There were 5 exabytes of information created between the dawn of civilization through 2003, but that much information is now created every 2 days.” – Eric Schmidt

Data along with Compute is one of the key drivers of today’s Deep Learning advances. The growth and availability of inexpensive sensors and access to analyze them has put all the algorithms that were developed in theory over the past several decades into practice within a span of a decade. However, as DL applications impermeate more and more of our lives, there would be questions around the source of data the models were trained on and if the data provider was compensated for the same. Further, the emergent behaviors of today’s AI systems are the result of the data they were trained on but without having the ability to trace back the emergent behavior to the data points that led to it.

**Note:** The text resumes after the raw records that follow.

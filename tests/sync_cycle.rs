//! End-to-end scan cycle tests against a temp directory, a temp metadata
//! store, a recording in-memory vector backend, and a deterministic
//! embedder.

use anyhow::Result;
use async_trait::async_trait;
use std::collections::{HashMap, HashSet};
use std::fs;
use std::path::Path;
use std::sync::atomic::{AtomicUsize, Ordering};
use std::sync::{Arc, Mutex};

use embedsync::backend::VectorBackend;
use embedsync::config::{
    BackendConfig, ChunkingConfig, ConcurrencyConfig, Config, EmbeddingConfig, IndexServiceConfig,
    ScannerConfig, StoreConfig,
};
use embedsync::embedding::Embedder;
use embedsync::metadata;
use embedsync::models::VectorDocument;
use embedsync::scanner;
use embedsync::sync::Synchronizer;

#[derive(Debug, Clone)]
struct StoredDoc {
    text: String,
    vector: Vec<f32>,
    metadata: serde_json::Value,
}

/// In-memory vector backend that records every call.
#[derive(Default)]
struct MockBackend {
    docs: Mutex<HashMap<String, StoredDoc>>,
    next_id: AtomicUsize,
    deleted: Mutex<Vec<String>>,
    acl_calls: Mutex<Vec<(Vec<String>, Vec<String>)>>,
}

impl MockBackend {
    fn ids(&self) -> HashSet<String> {
        self.docs.lock().unwrap().keys().cloned().collect()
    }

    fn deleted_ids(&self) -> Vec<String> {
        self.deleted.lock().unwrap().clone()
    }
}

#[async_trait]
impl VectorBackend for MockBackend {
    fn name(&self) -> &str {
        "mock"
    }

    async fn ensure_ready(&self) -> Result<()> {
        Ok(())
    }

    async fn index(&self, document: &VectorDocument) -> Result<String> {
        let id = format!("vec-{}", self.next_id.fetch_add(1, Ordering::SeqCst));
        self.docs.lock().unwrap().insert(
            id.clone(),
            StoredDoc {
                text: document.text.clone(),
                vector: document.vector.clone(),
                metadata: serde_json::to_value(&document.metadata)?,
            },
        );
        Ok(id)
    }

    async fn bulk_delete(&self, ids: &[String]) -> Result<()> {
        let mut docs = self.docs.lock().unwrap();
        for id in ids {
            docs.remove(id);
        }
        self.deleted.lock().unwrap().extend(ids.iter().cloned());
        Ok(())
    }

    async fn bulk_update_acl(&self, ids: &[String], acl: &[String]) -> Result<()> {
        let mut docs = self.docs.lock().unwrap();
        for id in ids {
            if let Some(doc) = docs.get_mut(id) {
                doc.metadata["acl"] = serde_json::json!(acl);
            }
        }
        self.acl_calls
            .lock()
            .unwrap()
            .push((ids.to_vec(), acl.to_vec()));
        Ok(())
    }
}

/// Backend wrapper that fails `index` for documents containing a marker.
struct PoisonBackend(Arc<MockBackend>);

#[async_trait]
impl VectorBackend for PoisonBackend {
    fn name(&self) -> &str {
        "poison"
    }

    async fn ensure_ready(&self) -> Result<()> {
        Ok(())
    }

    async fn index(&self, document: &VectorDocument) -> Result<String> {
        if document.text.contains("poison") {
            anyhow::bail!("simulated write failure");
        }
        self.0.index(document).await
    }

    async fn bulk_delete(&self, ids: &[String]) -> Result<()> {
        self.0.bulk_delete(ids).await
    }

    async fn bulk_update_acl(&self, ids: &[String], acl: &[String]) -> Result<()> {
        self.0.bulk_update_acl(ids, acl).await
    }
}

/// Deterministic embedder: the vector encodes the text length.
struct MockEmbedder;

#[async_trait]
impl Embedder for MockEmbedder {
    async fn embed(&self, texts: &[String]) -> Result<Vec<Vec<f32>>> {
        Ok(texts
            .iter()
            .map(|t| vec![t.chars().count() as f32, 1.0, 2.0, 3.0])
            .collect())
    }

    fn dims(&self) -> usize {
        4
    }
}

fn test_config(root: &Path, store: &Path, chunk_size: usize, chunk_overlap: usize) -> Config {
    Config {
        store: StoreConfig {
            path: store.to_path_buf(),
        },
        scanner: ScannerConfig {
            root: root.to_path_buf(),
            interval_secs: 300,
            exclude_globs: vec![],
            follow_symlinks: false,
        },
        chunking: ChunkingConfig {
            chunk_size,
            chunk_overlap,
        },
        concurrency: ConcurrencyConfig {
            files: 2,
            embedding: 4,
            indexing: 4,
        },
        embedding: EmbeddingConfig {
            provider: "ollama".to_string(),
            model: "test".to_string(),
            dims: 4,
            url: None,
            timeout_secs: 30,
            max_retries: 0,
        },
        backend: BackendConfig {
            kind: "index-service".to_string(),
            index_service: Some(IndexServiceConfig {
                endpoint: "http://localhost:9200".to_string(),
                index: "test".to_string(),
                timeout_secs: 30,
                max_retries: 0,
            }),
            relational: None,
        },
    }
}

struct Harness {
    _tmp: tempfile::TempDir,
    root: std::path::PathBuf,
    config: Config,
    pool: sqlx::SqlitePool,
    backend: Arc<MockBackend>,
    sync: Synchronizer,
}

async fn harness(chunk_size: usize, chunk_overlap: usize) -> Harness {
    let tmp = tempfile::tempdir().unwrap();
    let root = tmp.path().join("data");
    fs::create_dir(&root).unwrap();

    let config = test_config(
        &root,
        &tmp.path().join("meta.sqlite"),
        chunk_size,
        chunk_overlap,
    );
    let pool = metadata::connect(&config.store.path).await.unwrap();
    metadata::migrate(&pool).await.unwrap();

    let backend = Arc::new(MockBackend::default());
    let sync = Synchronizer::new(
        config.clone(),
        pool.clone(),
        backend.clone(),
        Arc::new(MockEmbedder),
    );

    Harness {
        _tmp: tmp,
        root,
        config,
        pool,
        backend,
        sync,
    }
}

#[tokio::test]
async fn new_file_lifecycle_index_confirm_delete() {
    let h = harness(256, 32).await;
    let content = "a".repeat(120);
    fs::write(h.root.join("a.txt"), &content).unwrap();

    // cycle 1: new file -> one chunk -> one document
    let stats = h.sync.run_cycle().await.unwrap();
    assert_eq!(stats.indexed, 1);
    assert_eq!(metadata::count_files(&h.pool).await.unwrap(), 1);
    assert_eq!(metadata::count_documents(&h.pool).await.unwrap(), 1);
    assert_eq!(h.backend.ids().len(), 1);

    let ino = scanner::scan(&h.config.scanner).unwrap()[0].ino;
    let first = metadata::find_file_by_ino(&h.pool, ino)
        .await
        .unwrap()
        .unwrap();

    // cycle 2: no change -> scan generation advances, nothing else moves
    let stats = h.sync.run_cycle().await.unwrap();
    assert_eq!(stats.unchanged, 1);
    assert_eq!(stats.indexed, 0);
    assert_eq!(metadata::count_documents(&h.pool).await.unwrap(), 1);

    let second = metadata::find_file_by_ino(&h.pool, ino)
        .await
        .unwrap()
        .unwrap();
    assert_ne!(first.scan_id, second.scan_id);
    assert_eq!(first.mtime_ms, second.mtime_ms);

    // cycle 3: file deleted -> cleanup removes document and record
    fs::remove_file(h.root.join("a.txt")).unwrap();
    let stats = h.sync.run_cycle().await.unwrap();
    assert_eq!(stats.deleted_files, 1);
    assert_eq!(stats.deleted_documents, 1);
    assert_eq!(metadata::count_files(&h.pool).await.unwrap(), 0);
    assert_eq!(metadata::count_documents(&h.pool).await.unwrap(), 0);
    assert!(h.backend.ids().is_empty());
}

#[tokio::test]
async fn unchanged_cycles_are_idempotent() {
    let h = harness(64, 16).await;
    fs::write(h.root.join("a.txt"), "alpha beta gamma delta epsilon").unwrap();
    fs::write(h.root.join("b.md"), "# Notes\n\nSome markdown body text.").unwrap();

    h.sync.run_cycle().await.unwrap();
    let ids_after_first = h.backend.ids();
    let docs_after_first = metadata::count_documents(&h.pool).await.unwrap();

    for _ in 0..3 {
        let stats = h.sync.run_cycle().await.unwrap();
        assert_eq!(stats.unchanged, 2);
        assert_eq!(stats.indexed + stats.reindexed + stats.failed, 0);
        assert_eq!(h.backend.ids(), ids_after_first);
        assert_eq!(
            metadata::count_documents(&h.pool).await.unwrap(),
            docs_after_first
        );
    }
}

#[tokio::test]
async fn content_change_replaces_documents_with_disjoint_ids() {
    let h = harness(64, 16).await;
    let path = h.root.join("b.txt");
    fs::write(&path, "short body").unwrap();

    h.sync.run_cycle().await.unwrap();
    let old_ids = h.backend.ids();
    assert_eq!(old_ids.len(), 1);

    // rewrite with enough text to produce several chunks, then present the
    // file with a bumped mtime
    let longer = "many words here ".repeat(12);
    fs::write(&path, &longer).unwrap();
    let mut files = scanner::scan(&h.config.scanner).unwrap();
    let record = metadata::find_file_by_ino(&h.pool, files[0].ino)
        .await
        .unwrap()
        .unwrap();
    files[0].mtime_ms = record.mtime_ms + 10;
    files[0].ctime_ms = record.ctime_ms + 10;

    let stats = h.sync.run_cycle_with(files.clone()).await.unwrap();
    assert_eq!(stats.reindexed, 1);

    let new_ids = h.backend.ids();
    assert!(new_ids.len() > 1);
    assert!(new_ids.is_disjoint(&old_ids));
    for old in &old_ids {
        assert!(h.backend.deleted_ids().contains(old));
    }
    assert_eq!(
        metadata::count_documents(&h.pool).await.unwrap() as usize,
        new_ids.len()
    );

    // record reflects the newly observed timestamps
    let updated = metadata::find_file_by_ino(&h.pool, files[0].ino)
        .await
        .unwrap()
        .unwrap();
    assert_eq!(updated.mtime_ms, files[0].mtime_ms);
    assert_eq!(updated.ctime_ms, files[0].ctime_ms);
}

#[tokio::test]
async fn ctime_only_change_updates_acl_in_place() {
    let h = harness(256, 32).await;
    fs::write(h.root.join("c.txt"), "stable content, shifting acl").unwrap();

    h.sync.run_cycle().await.unwrap();
    let ids_before = h.backend.ids();
    let vector_before = {
        let docs = h.backend.docs.lock().unwrap();
        docs.values().next().unwrap().vector.clone()
    };

    let mut files = scanner::scan(&h.config.scanner).unwrap();
    files[0].ctime_ms += 5_000;
    files[0].acl = vec!["uid:42".to_string(), "gid:42".to_string()];

    let stats = h.sync.run_cycle_with(files.clone()).await.unwrap();
    assert_eq!(stats.acl_updated, 1);
    assert_eq!(stats.reindexed, 0);

    // same documents, same vectors, new acl
    assert_eq!(h.backend.ids(), ids_before);
    let docs = h.backend.docs.lock().unwrap();
    let doc = docs.values().next().unwrap();
    assert_eq!(doc.vector, vector_before);
    assert_eq!(doc.metadata["acl"], serde_json::json!(["uid:42", "gid:42"]));
    drop(docs);

    let calls = h.backend.acl_calls.lock().unwrap();
    assert_eq!(calls.len(), 1);
    assert_eq!(calls[0].1, vec!["uid:42", "gid:42"]);

    let record = metadata::find_file_by_ino(&h.pool, files[0].ino)
        .await
        .unwrap()
        .unwrap();
    assert_eq!(record.ctime_ms, files[0].ctime_ms);
}

#[tokio::test]
async fn empty_file_is_skipped_entirely() {
    let h = harness(64, 16).await;
    fs::write(h.root.join("empty.txt"), "").unwrap();

    let stats = h.sync.run_cycle().await.unwrap();
    assert_eq!(stats.skipped_empty, 1);
    assert_eq!(metadata::count_files(&h.pool).await.unwrap(), 0);
    assert!(h.backend.ids().is_empty());
}

#[tokio::test]
async fn unsupported_file_is_skipped_and_retried() {
    let h = harness(64, 16).await;
    fs::write(h.root.join("blob.bin"), "binary-ish").unwrap();
    fs::write(h.root.join("ok.txt"), "plain text body").unwrap();

    let stats = h.sync.run_cycle().await.unwrap();
    assert_eq!(stats.failed, 1);
    assert_eq!(stats.indexed, 1);
    assert_eq!(metadata::count_files(&h.pool).await.unwrap(), 1);

    // retried unconditionally on the next cycle, same outcome
    let stats = h.sync.run_cycle().await.unwrap();
    assert_eq!(stats.failed, 1);
    assert_eq!(stats.unchanged, 1);
}

#[tokio::test]
async fn backend_failure_scoped_to_one_file() {
    let tmp = tempfile::tempdir().unwrap();
    let root = tmp.path().join("data");
    fs::create_dir(&root).unwrap();
    fs::write(root.join("good.txt"), "wholesome content").unwrap();
    fs::write(root.join("bad.txt"), "this one is poison").unwrap();

    let config = test_config(&root, &tmp.path().join("meta.sqlite"), 256, 32);
    let pool = metadata::connect(&config.store.path).await.unwrap();
    metadata::migrate(&pool).await.unwrap();

    let inner = Arc::new(MockBackend::default());
    let sync = Synchronizer::new(
        config,
        pool.clone(),
        Arc::new(PoisonBackend(inner.clone())),
        Arc::new(MockEmbedder),
    );

    let stats = sync.run_cycle().await.unwrap();
    assert_eq!(stats.indexed, 1);
    assert_eq!(stats.failed, 1);

    // the failed file left no metadata behind, so it is NEW next cycle
    assert_eq!(metadata::count_files(&pool).await.unwrap(), 1);
    assert_eq!(inner.ids().len(), 1);
}

#[tokio::test]
async fn csv_rows_become_separate_documents() {
    let h = harness(256, 32).await;
    fs::write(
        h.root.join("people.csv"),
        "name,role\nada,engineer\ngrace,admiral\n",
    )
    .unwrap();

    let stats = h.sync.run_cycle().await.unwrap();
    assert_eq!(stats.indexed, 1);
    assert_eq!(metadata::count_documents(&h.pool).await.unwrap(), 2);

    let docs = h.backend.docs.lock().unwrap();
    assert!(docs.values().any(|d| d.text.contains("name: ada")));
    assert!(docs.values().any(|d| d.text.contains("role: admiral")));
}

#[tokio::test]
async fn document_metadata_merges_file_attributes() {
    let h = harness(256, 32).await;
    fs::write(h.root.join("meta.txt"), "payload with attributes").unwrap();

    h.sync.run_cycle().await.unwrap();

    let files = scanner::scan(&h.config.scanner).unwrap();
    let docs = h.backend.docs.lock().unwrap();
    let doc = docs.values().next().unwrap();

    assert_eq!(doc.metadata["mtime_ms"], serde_json::json!(files[0].mtime_ms));
    assert_eq!(doc.metadata["size"], serde_json::json!(files[0].size));
    assert_eq!(doc.metadata["acl"], serde_json::json!(files[0].acl));
    assert!(doc.metadata["source"]
        .as_str()
        .unwrap()
        .ends_with("meta.txt"));
    assert_eq!(doc.metadata["loc"]["from_line"], serde_json::json!(1));
}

These would be the areas of research that could eventually lead to explainable AI systems that we aspire for.

Reasoning Layer

Different from logical reasoning systems which were referred to as reasoning engines, today’s AI systems are more analogy engines than reasoning ones. The exceptional efficiency and effectiveness of such systems seem to be the result of emergent behavior arising from training these systems on unbelievably vast quantities of data. Even with its effectiveness in language tasks, such AI systems seem to be not so good at logical reasoning. The infusion of logical reasoning behaviors into analogy based reasoning architectures of today’s systems would possibly create effective systems that is also able to reason about its emergent behaviors. Since the research in this area is not very well developed at the time of this writing, it is depicted as a grey box in the image above.

Regulatory Layer

This layer is still an underdeveloped layer (and hence depicted using dotted lines). With recent discussions around the data the systems are trained on and the transparency of algorithms and their explainability, this layer might encompass more than just the data layer and the algorithms layer. In the coming years the systems are likely to get regulated in order to deter inappropriate usage of such systems.

It is indeed a great time for AI - the recent advances in research, several applications and multitude of challenges will make the next few years something exciting to look forward to.